U.S. Military Officials Charged With Bribery
Two United States military servicemen and four Department of Defense contractors have been charged with bribery and conspiracy involving Afghanistan airfield contracts worth more than $1 million.
A federal indictment made public this week accuses National Guard Major Christopher West and Air Force Sergeant Patrick Boyd of accepting nearly $100,000 in bribes to help an Afghanistan company secure lucrative military contracts to supply U.S. troops with bunkers and cement barriers used for force protection and perimeter walls.

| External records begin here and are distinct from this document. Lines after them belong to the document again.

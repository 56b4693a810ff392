//! Materialized row values.

use std::fmt;
use std::sync::Arc;

use oxide_dialect::SqlValue;

use super::tuple::Tuple;
use super::typed::FromResultValue;
use crate::error::{QueryError, Result};

/// One materialized result, or one component of it.
#[derive(Debug, Clone, PartialEq)]
pub enum ResultValue {
    Null,
    /// A non-null column value.
    Scalar(SqlValue),
    /// An embeddable value.
    Composite(Composite),
    /// An entity, shared by every row that references the same identifier.
    Entity(Arc<EntityInstance>),
    /// Arguments collected for a constructor-style result.
    Instantiation {
        target: String,
        arguments: Vec<ResultValue>,
    },
    /// All results of a row when the mapping declares more than one.
    Row(Vec<ResultValue>),
    Tuple(Tuple),
}

impl ResultValue {
    #[must_use]
    pub const fn is_null(&self) -> bool {
        matches!(self, Self::Null)
    }

    /// Wraps a column value, mapping SQL `NULL` to [`ResultValue::Null`].
    #[must_use]
    pub fn from_sql(value: SqlValue) -> Self {
        if value.is_null() {
            Self::Null
        } else {
            Self::Scalar(value)
        }
    }

    #[must_use]
    pub const fn as_entity(&self) -> Option<&Arc<EntityInstance>> {
        match self {
            Self::Entity(entity) => Some(entity),
            _ => None,
        }
    }

    /// Short description used in conversion errors.
    #[must_use]
    pub fn describe(&self) -> String {
        match self {
            Self::Null => "null".to_string(),
            Self::Scalar(value) => value.kind().to_string(),
            Self::Composite(c) => format!("embeddable {}", c.name),
            Self::Entity(e) => format!("entity {}", e.entity),
            Self::Instantiation { target, .. } => format!("instantiation of {target}"),
            Self::Row(values) => format!("row of {}", values.len()),
            Self::Tuple(t) => format!("tuple of {}", t.len()),
        }
    }

    /// Converts into `T`.
    ///
    /// # Errors
    ///
    /// Returns [`QueryError::Conversion`] when the value has another shape.
    pub fn get<T: FromResultValue>(self) -> Result<T> {
        T::from_result_value(self)
    }

    /// Stable text form of an identifier, used as an identity map key.
    pub(crate) fn identity_key(&self) -> String {
        format!("{self}")
    }
}

impl fmt::Display for ResultValue {
    fn fmt(&self, f: &mut fmt::Formatter<'_>) -> fmt::Result {
        match self {
            Self::Null => f.write_str("null"),
            Self::Scalar(value) => f.write_str(&value.to_sql_inline()),
            Self::Composite(c) => {
                write!(f, "{}(", c.name)?;
                for (i, (name, value)) in c.values.iter().enumerate() {
                    if i > 0 {
                        f.write_str(", ")?;
                    }
                    write!(f, "{name}={value}")?;
                }
                f.write_str(")")
            }
            Self::Entity(e) => write!(f, "{}#{}", e.entity, e.id),
            Self::Instantiation { target, arguments } => {
                write!(f, "{target}(")?;
                write_list(f, arguments)?;
                f.write_str(")")
            }
            Self::Row(values) => {
                f.write_str("[")?;
                write_list(f, values)?;
                f.write_str("]")
            }
            Self::Tuple(t) => {
                f.write_str("(")?;
                write_list(f, t.values())?;
                f.write_str(")")
            }
        }
    }
}

fn write_list<'a>(
    f: &mut fmt::Formatter<'_>,
    values: impl IntoIterator<Item = &'a ResultValue>,
) -> fmt::Result {
    for (i, value) in values.into_iter().enumerate() {
        if i > 0 {
            f.write_str(", ")?;
        }
        write!(f, "{value}")?;
    }
    Ok(())
}

/// An embeddable value: named components in declaration order.
#[derive(Debug, Clone, PartialEq)]
pub struct Composite {
    pub name: String,
    pub values: Vec<(String, ResultValue)>,
}

impl Composite {
    #[must_use]
    pub fn value(&self, name: &str) -> Option<&ResultValue> {
        self.values.iter().find(|(n, _)| n == name).map(|(_, v)| v)
    }

    /// Converts one component.
    ///
    /// # Errors
    ///
    /// Returns [`QueryError::UnknownAttribute`] for a missing component and
    /// conversion errors from `T`.
    pub fn attribute<T: FromResultValue>(&self, name: &str) -> Result<T> {
        let value = self
            .value(name)
            .ok_or_else(|| QueryError::UnknownAttribute {
                entity: self.name.clone(),
                attribute: name.to_string(),
            })?;
        T::from_result_value(value.clone())
    }
}

/// An entity read from a result set.
#[derive(Debug, Clone, PartialEq)]
pub struct EntityInstance {
    pub entity: String,
    pub id: ResultValue,
    /// Identifier attribute name; `None` for identifiers without one.
    pub id_attribute: Option<String>,
    pub attributes: Vec<(String, ResultValue)>,
}

impl EntityInstance {
    /// Looks up an attribute, the identifier attribute included.
    #[must_use]
    pub fn value(&self, name: &str) -> Option<&ResultValue> {
        if self.id_attribute.as_deref() == Some(name) {
            return Some(&self.id);
        }
        self.attributes
            .iter()
            .find(|(n, _)| n == name)
            .map(|(_, v)| v)
    }

    /// Converts one attribute.
    ///
    /// An attribute that was not read (a lazy collection) converts from
    /// null.
    ///
    /// # Errors
    ///
    /// Returns conversion errors from `T`.
    pub fn attribute<T: FromResultValue>(&self, name: &str) -> Result<T> {
        T::from_result_value(self.value(name).cloned().unwrap_or(ResultValue::Null))
    }
}

/// Unwraps an entity value for a derived conversion.
///
/// # Errors
///
/// Returns [`QueryError::Conversion`] unless `value` is an instance of
/// `entity`.
pub fn expect_entity(value: ResultValue, entity: &str) -> Result<Arc<EntityInstance>> {
    match value {
        ResultValue::Entity(instance) if instance.entity == entity => Ok(instance),
        other => Err(QueryError::Conversion {
            target: entity.to_string(),
            value: other.describe(),
        }),
    }
}

/// Unwraps an embeddable value for a derived conversion.
///
/// # Errors
///
/// Returns [`QueryError::Conversion`] unless `value` is a composite.
pub fn expect_composite(value: ResultValue, embeddable: &str) -> Result<Composite> {
    match value {
        ResultValue::Composite(composite) => Ok(composite),
        other => Err(QueryError::Conversion {
            target: embeddable.to_string(),
            value: other.describe(),
        }),
    }
}

#[cfg(test)]
mod tests {
    use super::*;

    fn book() -> EntityInstance {
        EntityInstance {
            entity: "Book".to_string(),
            id: ResultValue::Scalar(SqlValue::Int(7)),
            id_attribute: Some("id".to_string()),
            attributes: vec![(
                "title".to_string(),
                ResultValue::Scalar(SqlValue::Text("Dune".to_string())),
            )],
        }
    }

    #[test]
    fn test_entity_attribute_lookup() {
        let book = book();
        assert_eq!(book.attribute::<i64>("id").unwrap(), 7);
        assert_eq!(book.attribute::<String>("title").unwrap(), "Dune");
        assert_eq!(book.attribute::<Option<String>>("missing").unwrap(), None);
    }

    #[test]
    fn test_display() {
        let value = ResultValue::Row(vec![
            ResultValue::Entity(Arc::new(book())),
            ResultValue::Null,
            ResultValue::Scalar(SqlValue::Text("x".to_string())),
        ]);
        assert_eq!(value.to_string(), "[Book#7, null, 'x']");
    }

    #[test]
    fn test_expect_entity_checks_name() {
        let value = ResultValue::Entity(Arc::new(book()));
        assert!(expect_entity(value.clone(), "Book").is_ok());
        assert!(matches!(
            expect_entity(value, "Author"),
            Err(QueryError::Conversion { .. })
        ));
    }
}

The men took three bribes of around $30,000 each, one payment for each of three Pentagon contracts at Bagram Air Base that also included asphalt paving. The Afghans who bribed the major and sergeant were also indicted and all face up to 20 years in prison and fines of up to $500,000 each.

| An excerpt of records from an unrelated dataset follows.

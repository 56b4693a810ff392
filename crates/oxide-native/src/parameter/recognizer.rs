//! Single-pass placeholder scanner.

use std::collections::BTreeSet;

use super::{ParameterInterpretation, ParameterKey, ParameterOccurrence};
use crate::error::{QueryError, Result};

/// Finds the parameters of `sql`, skipping string literals, quoted
/// identifiers and comments.
///
/// Recognized forms are JDBC-style `?`, ordinal `?1` and named `:name`;
/// `::` is a cast and stays as written. A statement must use one form only.
///
/// # Errors
///
/// Returns [`QueryError::Syntax`] for unterminated literals and comments or
/// an ordinal label of zero, and [`QueryError::MixedParameterStyles`] when
/// forms are combined.
pub fn recognize(sql: &str) -> Result<ParameterInterpretation> {
    Recognizer::new(sql).run()
}

#[derive(Debug, Default, Clone, Copy)]
struct Styles {
    jdbc: bool,
    ordinal: bool,
    named: bool,
}

struct Recognizer<'a> {
    input: &'a str,
    pos: usize,
    adjusted: String,
    occurrences: Vec<ParameterOccurrence>,
    parameters: BTreeSet<ParameterKey>,
    jdbc_count: u32,
    styles: Styles,
}

impl<'a> Recognizer<'a> {
    fn new(input: &'a str) -> Self {
        Self {
            input,
            pos: 0,
            adjusted: String::with_capacity(input.len()),
            occurrences: Vec::new(),
            parameters: BTreeSet::new(),
            jdbc_count: 0,
            styles: Styles::default(),
        }
    }

    fn peek(&self) -> Option<char> {
        self.input[self.pos..].chars().next()
    }

    fn peek_next(&self) -> Option<char> {
        let mut chars = self.input[self.pos..].chars();
        chars.next();
        chars.next()
    }

    /// Copies the next character to the output.
    fn advance(&mut self) -> Option<char> {
        let c = self.peek()?;
        self.pos += c.len_utf8();
        self.adjusted.push(c);
        Some(c)
    }

    fn run(mut self) -> Result<ParameterInterpretation> {
        while let Some(c) = self.peek() {
            match c {
                '\'' | '"' | '`' => self.copy_quoted(c)?,
                '-' if self.peek_next() == Some('-') => self.copy_line_comment(),
                '/' if self.peek_next() == Some('*') => self.copy_block_comment()?,
                '?' => self.ordinal_or_jdbc()?,
                ':' if self.peek_next() == Some(':') => {
                    self.advance();
                    self.advance();
                }
                ':' if self.peek_next().is_some_and(|n| n.is_alphabetic() || n == '_') => {
                    self.named();
                }
                _ => {
                    self.advance();
                }
            }
        }

        let Styles {
            jdbc,
            ordinal,
            named,
        } = self.styles;
        if [jdbc, ordinal, named].iter().filter(|seen| **seen).count() > 1 {
            let used: Vec<&str> = [(jdbc, "`?`"), (ordinal, "`?N`"), (named, "`:name`")]
                .iter()
                .filter_map(|(seen, form)| seen.then_some(*form))
                .collect();
            return Err(QueryError::MixedParameterStyles(used.join(", ")));
        }

        Ok(ParameterInterpretation {
            adjusted_sql: self.adjusted,
            occurrences: self.occurrences,
            parameters: self.parameters,
        })
    }

    fn copy_quoted(&mut self, quote: char) -> Result<()> {
        let start = self.pos;
        self.advance();
        loop {
            match self.advance() {
                // doubled quote is an escaped quote
                Some(c) if c == quote && self.peek() == Some(quote) => {
                    self.advance();
                }
                Some(c) if c == quote => return Ok(()),
                Some(_) => {}
                None => {
                    return Err(QueryError::Syntax {
                        position: start,
                        message: format!("unterminated {quote}-quoted text"),
                    });
                }
            }
        }
    }

    fn copy_line_comment(&mut self) {
        while let Some(c) = self.advance() {
            if c == '\n' {
                break;
            }
        }
    }

    fn copy_block_comment(&mut self) -> Result<()> {
        let start = self.pos;
        self.advance();
        self.advance();
        loop {
            match self.advance() {
                Some('*') if self.peek() == Some('/') => {
                    self.advance();
                    return Ok(());
                }
                Some(_) => {}
                None => {
                    return Err(QueryError::Syntax {
                        position: start,
                        message: "unterminated block comment".to_string(),
                    });
                }
            }
        }
    }

    fn ordinal_or_jdbc(&mut self) -> Result<()> {
        let start = self.pos;
        self.pos += 1;
        let digits_start = self.pos;
        while self.peek().is_some_and(|c| c.is_ascii_digit()) {
            self.pos += 1;
        }

        let key = if self.pos == digits_start {
            self.styles.jdbc = true;
            self.jdbc_count += 1;
            ParameterKey::Positional(self.jdbc_count)
        } else {
            self.styles.ordinal = true;
            let label = &self.input[digits_start..self.pos];
            match label.parse::<u32>() {
                Ok(position) if position > 0 => ParameterKey::Positional(position),
                _ => {
                    return Err(QueryError::Syntax {
                        position: start,
                        message: format!("invalid ordinal parameter label ?{label}"),
                    });
                }
            }
        };
        self.push_placeholder(key);
        Ok(())
    }

    fn named(&mut self) {
        self.pos += 1;
        let name_start = self.pos;
        while self.peek().is_some_and(|c| c.is_alphanumeric() || c == '_') {
            self.pos += self.peek().map_or(1, char::len_utf8);
        }
        self.styles.named = true;
        let name = self.input[name_start..self.pos].to_string();
        self.push_placeholder(ParameterKey::Named(name));
    }

    fn push_placeholder(&mut self, key: ParameterKey) {
        self.occurrences.push(ParameterOccurrence {
            key: key.clone(),
            source_position: Some(self.adjusted.len()),
        });
        self.parameters.insert(key);
        self.adjusted.push('?');
    }
}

The crimes took place in 2004 and 2005, according to prosecutors who say this is one of several corruption cases involving military contracts under investigation. The assistant U.S. attorney handling this case said the Department of Justice will aggressively prosecute individuals and companies that line their own pockets by corrupting the bidding process for base procurement in Afghanistan.
Government contracts in the Middle East have long been plagued with fraud, corruption and waste that have cost U.S. taxpayers billions of dollars since troops were deployed to the region. Several military personnel have been indicted for taking hefty bribes to help contractors secure deals and various congressional reports and inspector general audits have documented the crisis.